Collected data entries:
--- --- ---
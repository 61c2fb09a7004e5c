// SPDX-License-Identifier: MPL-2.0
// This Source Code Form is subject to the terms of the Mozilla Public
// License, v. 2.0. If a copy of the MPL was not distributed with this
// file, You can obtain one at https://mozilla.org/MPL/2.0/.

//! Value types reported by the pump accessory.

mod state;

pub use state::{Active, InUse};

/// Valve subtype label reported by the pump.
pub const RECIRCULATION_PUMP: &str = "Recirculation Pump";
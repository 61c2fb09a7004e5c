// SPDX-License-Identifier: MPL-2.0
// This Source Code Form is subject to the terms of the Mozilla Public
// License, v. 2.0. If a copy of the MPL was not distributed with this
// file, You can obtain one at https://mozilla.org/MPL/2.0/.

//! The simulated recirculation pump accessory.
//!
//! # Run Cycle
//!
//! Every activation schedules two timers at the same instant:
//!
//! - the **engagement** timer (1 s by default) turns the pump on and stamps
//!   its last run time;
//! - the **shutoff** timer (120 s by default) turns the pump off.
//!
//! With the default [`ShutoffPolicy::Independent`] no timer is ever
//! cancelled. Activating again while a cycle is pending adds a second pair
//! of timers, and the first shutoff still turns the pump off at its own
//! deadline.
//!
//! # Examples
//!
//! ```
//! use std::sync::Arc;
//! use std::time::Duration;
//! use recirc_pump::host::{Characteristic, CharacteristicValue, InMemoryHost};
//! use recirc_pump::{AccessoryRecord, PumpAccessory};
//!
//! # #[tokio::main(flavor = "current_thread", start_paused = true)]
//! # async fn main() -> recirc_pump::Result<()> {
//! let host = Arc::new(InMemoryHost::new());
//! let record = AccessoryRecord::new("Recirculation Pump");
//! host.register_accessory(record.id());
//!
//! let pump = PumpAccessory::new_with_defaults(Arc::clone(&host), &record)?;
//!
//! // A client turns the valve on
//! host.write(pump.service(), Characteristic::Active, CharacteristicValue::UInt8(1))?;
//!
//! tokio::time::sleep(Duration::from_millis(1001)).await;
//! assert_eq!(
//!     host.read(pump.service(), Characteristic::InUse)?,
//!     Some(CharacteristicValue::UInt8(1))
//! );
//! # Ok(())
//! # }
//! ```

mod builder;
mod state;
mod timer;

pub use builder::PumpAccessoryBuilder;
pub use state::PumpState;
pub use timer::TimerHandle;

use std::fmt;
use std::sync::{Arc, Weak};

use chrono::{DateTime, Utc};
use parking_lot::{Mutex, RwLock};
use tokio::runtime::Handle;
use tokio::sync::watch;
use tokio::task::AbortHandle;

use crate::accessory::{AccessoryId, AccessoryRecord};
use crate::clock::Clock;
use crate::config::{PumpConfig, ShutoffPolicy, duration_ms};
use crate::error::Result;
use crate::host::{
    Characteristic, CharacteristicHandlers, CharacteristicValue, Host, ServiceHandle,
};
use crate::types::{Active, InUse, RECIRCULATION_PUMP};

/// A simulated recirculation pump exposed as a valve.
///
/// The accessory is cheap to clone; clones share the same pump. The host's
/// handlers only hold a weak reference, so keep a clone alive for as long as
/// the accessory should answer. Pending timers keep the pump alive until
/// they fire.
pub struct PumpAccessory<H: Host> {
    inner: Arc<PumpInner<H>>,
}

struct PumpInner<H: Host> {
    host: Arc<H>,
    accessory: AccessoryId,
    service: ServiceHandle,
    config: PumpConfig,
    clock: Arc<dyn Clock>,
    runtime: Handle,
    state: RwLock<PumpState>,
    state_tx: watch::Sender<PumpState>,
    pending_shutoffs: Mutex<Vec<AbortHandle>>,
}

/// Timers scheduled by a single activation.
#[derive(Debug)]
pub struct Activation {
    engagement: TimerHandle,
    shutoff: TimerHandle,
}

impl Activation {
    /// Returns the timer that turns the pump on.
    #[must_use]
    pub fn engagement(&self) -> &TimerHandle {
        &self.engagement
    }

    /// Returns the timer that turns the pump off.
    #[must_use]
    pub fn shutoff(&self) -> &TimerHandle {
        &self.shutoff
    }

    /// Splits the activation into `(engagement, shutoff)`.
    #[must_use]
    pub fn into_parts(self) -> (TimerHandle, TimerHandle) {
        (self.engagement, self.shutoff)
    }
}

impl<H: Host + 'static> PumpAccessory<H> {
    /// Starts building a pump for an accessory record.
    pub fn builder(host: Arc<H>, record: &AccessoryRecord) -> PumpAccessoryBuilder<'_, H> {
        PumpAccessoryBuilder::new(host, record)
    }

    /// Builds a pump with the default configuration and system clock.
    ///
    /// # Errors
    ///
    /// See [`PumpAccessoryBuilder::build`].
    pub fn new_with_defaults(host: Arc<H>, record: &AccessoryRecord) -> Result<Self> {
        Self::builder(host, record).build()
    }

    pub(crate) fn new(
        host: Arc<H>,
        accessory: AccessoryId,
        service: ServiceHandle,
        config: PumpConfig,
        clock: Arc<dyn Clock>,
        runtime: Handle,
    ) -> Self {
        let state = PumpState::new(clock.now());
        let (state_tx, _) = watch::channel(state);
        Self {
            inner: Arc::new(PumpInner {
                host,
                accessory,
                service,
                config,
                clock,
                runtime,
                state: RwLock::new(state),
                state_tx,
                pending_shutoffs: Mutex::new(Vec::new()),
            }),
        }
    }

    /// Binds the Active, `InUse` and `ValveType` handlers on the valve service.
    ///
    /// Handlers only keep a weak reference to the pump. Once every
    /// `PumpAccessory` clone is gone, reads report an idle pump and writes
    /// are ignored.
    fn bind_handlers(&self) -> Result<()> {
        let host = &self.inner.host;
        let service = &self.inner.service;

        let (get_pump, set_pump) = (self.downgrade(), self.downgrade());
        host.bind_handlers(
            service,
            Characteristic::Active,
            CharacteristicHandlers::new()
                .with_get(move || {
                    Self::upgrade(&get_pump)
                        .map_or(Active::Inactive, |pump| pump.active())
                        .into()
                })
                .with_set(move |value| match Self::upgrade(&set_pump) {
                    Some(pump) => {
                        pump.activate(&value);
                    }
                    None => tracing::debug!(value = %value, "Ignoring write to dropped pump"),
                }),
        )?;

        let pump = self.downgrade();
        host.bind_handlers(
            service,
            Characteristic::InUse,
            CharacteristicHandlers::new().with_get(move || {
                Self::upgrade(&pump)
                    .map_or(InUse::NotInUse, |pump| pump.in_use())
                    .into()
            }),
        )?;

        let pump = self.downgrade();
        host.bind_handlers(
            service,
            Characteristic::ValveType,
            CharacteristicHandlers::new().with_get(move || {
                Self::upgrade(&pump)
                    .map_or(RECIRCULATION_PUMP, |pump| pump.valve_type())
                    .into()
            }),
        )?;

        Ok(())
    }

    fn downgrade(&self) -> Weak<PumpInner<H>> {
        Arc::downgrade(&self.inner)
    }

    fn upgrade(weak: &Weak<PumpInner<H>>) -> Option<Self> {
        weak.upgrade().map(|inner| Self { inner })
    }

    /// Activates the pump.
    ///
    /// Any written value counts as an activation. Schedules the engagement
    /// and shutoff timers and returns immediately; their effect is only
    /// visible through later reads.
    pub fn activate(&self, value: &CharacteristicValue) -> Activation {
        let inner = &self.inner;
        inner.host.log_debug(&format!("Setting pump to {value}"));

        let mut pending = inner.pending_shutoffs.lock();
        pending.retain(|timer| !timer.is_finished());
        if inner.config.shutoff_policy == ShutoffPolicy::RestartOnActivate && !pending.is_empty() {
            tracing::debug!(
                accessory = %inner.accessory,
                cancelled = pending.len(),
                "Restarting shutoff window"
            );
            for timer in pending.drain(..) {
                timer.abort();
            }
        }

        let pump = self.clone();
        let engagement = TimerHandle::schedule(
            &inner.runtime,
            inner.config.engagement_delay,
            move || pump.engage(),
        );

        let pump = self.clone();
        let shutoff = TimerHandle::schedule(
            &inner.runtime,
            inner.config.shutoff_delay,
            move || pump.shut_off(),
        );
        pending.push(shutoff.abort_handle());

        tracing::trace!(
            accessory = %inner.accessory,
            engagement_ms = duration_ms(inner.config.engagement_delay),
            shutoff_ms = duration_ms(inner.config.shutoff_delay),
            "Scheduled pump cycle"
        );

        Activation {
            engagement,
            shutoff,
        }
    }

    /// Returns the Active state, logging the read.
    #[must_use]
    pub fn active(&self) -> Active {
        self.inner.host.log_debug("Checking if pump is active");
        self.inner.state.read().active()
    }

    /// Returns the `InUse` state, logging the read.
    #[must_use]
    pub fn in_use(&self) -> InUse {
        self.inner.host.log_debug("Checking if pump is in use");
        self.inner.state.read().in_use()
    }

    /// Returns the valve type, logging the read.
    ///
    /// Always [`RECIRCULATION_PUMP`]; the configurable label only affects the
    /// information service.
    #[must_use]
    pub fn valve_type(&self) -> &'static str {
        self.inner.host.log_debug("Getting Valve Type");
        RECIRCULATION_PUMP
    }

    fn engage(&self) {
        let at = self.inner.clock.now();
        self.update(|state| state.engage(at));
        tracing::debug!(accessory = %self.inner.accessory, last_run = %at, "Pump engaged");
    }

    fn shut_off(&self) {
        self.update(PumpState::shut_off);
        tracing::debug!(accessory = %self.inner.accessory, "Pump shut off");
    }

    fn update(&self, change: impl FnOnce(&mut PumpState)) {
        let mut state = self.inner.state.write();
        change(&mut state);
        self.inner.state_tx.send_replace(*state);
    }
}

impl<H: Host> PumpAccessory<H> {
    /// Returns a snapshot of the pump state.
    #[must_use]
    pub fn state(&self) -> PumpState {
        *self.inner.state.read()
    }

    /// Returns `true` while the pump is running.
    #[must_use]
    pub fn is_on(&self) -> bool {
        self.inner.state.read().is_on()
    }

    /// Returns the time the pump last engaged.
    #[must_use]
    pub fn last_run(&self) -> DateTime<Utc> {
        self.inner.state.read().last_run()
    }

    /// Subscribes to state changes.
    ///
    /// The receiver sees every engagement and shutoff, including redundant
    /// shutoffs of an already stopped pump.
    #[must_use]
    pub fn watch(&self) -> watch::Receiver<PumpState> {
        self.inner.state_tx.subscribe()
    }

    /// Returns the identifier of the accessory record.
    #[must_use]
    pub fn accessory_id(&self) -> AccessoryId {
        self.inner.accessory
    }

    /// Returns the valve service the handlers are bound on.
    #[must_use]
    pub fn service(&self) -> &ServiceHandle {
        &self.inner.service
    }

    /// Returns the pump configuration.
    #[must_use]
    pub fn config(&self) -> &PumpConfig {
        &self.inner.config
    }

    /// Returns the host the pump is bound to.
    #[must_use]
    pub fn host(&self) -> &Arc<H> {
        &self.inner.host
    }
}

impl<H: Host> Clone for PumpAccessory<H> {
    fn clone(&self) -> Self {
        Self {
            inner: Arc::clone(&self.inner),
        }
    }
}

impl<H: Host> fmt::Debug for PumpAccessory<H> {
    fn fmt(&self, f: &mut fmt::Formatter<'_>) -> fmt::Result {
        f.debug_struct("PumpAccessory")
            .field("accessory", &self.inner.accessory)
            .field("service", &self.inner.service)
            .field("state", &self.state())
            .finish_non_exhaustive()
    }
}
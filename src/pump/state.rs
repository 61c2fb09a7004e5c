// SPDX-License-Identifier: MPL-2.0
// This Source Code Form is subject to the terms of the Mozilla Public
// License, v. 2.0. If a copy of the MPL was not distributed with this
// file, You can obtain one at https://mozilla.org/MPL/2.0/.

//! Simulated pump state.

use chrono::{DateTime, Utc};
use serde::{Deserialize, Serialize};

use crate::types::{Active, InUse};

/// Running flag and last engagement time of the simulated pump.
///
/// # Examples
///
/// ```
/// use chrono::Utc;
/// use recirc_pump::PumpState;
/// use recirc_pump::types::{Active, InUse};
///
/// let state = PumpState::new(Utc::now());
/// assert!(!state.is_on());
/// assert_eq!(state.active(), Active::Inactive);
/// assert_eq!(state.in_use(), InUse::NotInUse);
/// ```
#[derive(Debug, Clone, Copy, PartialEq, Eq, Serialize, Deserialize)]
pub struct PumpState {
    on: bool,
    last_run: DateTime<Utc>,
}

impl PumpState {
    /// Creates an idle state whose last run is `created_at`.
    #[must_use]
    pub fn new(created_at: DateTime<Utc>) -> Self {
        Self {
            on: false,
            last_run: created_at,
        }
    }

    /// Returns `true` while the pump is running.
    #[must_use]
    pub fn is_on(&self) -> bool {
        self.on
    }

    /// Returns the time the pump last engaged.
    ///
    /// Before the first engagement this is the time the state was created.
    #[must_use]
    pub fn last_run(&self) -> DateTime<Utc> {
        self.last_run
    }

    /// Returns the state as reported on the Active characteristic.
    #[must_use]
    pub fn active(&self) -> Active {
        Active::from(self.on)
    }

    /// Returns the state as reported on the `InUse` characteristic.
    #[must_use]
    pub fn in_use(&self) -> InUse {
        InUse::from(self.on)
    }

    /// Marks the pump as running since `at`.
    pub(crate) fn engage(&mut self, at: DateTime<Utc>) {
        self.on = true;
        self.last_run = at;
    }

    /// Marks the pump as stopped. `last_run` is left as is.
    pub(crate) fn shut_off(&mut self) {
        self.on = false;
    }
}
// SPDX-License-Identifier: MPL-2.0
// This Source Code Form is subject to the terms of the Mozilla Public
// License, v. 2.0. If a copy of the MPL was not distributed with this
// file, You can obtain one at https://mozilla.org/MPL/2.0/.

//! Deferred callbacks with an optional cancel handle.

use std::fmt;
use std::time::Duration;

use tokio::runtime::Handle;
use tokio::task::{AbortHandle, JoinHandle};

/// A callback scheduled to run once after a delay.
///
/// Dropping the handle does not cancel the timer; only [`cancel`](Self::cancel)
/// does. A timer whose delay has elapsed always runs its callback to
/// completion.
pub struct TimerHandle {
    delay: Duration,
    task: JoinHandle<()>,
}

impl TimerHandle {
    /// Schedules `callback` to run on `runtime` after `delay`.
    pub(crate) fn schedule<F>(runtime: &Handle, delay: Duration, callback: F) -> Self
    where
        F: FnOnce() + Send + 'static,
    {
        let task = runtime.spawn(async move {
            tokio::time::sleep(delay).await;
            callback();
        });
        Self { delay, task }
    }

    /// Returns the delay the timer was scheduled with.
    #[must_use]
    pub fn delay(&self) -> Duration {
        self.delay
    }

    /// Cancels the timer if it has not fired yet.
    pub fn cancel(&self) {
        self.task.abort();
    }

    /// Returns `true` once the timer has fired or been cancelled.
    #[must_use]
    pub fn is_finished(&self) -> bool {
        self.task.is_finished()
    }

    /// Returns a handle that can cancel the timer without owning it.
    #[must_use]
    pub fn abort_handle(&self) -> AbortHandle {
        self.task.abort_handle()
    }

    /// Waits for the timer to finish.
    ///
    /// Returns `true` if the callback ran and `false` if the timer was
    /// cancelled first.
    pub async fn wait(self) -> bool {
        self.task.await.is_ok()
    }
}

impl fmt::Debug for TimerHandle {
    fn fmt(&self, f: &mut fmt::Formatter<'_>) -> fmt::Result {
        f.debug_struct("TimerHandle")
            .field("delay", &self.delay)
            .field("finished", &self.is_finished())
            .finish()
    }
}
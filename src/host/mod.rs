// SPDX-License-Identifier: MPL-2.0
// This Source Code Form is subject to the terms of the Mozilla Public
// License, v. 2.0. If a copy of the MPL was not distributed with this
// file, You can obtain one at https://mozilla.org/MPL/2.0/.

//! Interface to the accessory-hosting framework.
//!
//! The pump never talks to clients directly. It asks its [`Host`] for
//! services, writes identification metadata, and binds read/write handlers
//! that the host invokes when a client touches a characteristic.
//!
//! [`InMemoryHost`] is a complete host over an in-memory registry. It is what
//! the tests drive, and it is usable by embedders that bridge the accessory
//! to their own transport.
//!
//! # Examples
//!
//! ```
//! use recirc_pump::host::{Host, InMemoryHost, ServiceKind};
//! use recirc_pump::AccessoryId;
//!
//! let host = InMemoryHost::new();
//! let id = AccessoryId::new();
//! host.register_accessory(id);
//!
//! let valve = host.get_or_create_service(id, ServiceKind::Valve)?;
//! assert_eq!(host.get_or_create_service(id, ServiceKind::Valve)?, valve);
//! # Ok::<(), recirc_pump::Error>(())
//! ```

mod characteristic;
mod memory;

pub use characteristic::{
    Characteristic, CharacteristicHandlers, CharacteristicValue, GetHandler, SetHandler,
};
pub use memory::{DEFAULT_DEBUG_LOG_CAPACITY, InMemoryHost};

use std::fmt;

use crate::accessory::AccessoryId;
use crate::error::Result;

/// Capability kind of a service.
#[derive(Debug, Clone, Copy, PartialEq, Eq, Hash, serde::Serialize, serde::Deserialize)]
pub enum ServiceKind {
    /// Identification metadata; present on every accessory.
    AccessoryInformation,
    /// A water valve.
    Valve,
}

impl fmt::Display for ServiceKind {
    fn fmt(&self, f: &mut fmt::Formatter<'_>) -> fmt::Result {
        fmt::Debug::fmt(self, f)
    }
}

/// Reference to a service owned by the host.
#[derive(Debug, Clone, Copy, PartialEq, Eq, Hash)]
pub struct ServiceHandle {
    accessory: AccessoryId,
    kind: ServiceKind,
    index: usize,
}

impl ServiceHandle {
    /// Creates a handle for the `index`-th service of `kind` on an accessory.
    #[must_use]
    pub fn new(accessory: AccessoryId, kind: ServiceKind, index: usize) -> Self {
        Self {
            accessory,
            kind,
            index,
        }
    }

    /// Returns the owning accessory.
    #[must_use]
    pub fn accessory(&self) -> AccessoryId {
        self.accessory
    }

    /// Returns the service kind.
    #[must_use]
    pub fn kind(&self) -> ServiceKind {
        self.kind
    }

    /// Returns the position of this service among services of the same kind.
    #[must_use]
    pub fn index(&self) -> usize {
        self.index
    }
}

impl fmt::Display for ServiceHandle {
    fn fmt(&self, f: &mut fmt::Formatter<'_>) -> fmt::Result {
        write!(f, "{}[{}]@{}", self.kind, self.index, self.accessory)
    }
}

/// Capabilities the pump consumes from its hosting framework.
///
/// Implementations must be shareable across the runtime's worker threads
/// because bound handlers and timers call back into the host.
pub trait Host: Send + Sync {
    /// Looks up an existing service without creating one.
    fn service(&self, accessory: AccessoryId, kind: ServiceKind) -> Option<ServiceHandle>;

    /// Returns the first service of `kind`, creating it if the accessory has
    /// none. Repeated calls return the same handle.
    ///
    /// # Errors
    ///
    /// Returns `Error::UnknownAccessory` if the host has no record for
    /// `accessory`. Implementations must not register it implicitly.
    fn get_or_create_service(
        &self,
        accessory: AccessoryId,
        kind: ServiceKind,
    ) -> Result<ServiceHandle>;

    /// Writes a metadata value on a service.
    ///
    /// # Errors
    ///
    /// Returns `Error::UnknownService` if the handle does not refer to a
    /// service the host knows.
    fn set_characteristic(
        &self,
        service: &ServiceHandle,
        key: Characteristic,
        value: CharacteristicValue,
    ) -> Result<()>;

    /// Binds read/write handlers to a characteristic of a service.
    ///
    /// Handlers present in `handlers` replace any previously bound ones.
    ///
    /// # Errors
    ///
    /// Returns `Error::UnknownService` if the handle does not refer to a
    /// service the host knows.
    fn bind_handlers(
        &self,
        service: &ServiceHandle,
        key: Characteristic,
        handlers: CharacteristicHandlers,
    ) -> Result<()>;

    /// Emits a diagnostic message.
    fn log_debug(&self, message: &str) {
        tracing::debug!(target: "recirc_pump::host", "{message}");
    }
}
--- --- ---
Work order>
In the records above, find the lines containing "index" and copy them.

Solution to this problem>
    index: usize,
    /// Creates a handle for the `index`-th service of `kind` on an accessory.
    pub fn new(accessory: AccessoryId, kind: ServiceKind, index: usize) -> Self {
            index,
    pub fn index(&self) -> usize {
        self.index
        write!(f, "{}[{}]@{}", self.kind, self.index, self.accessory)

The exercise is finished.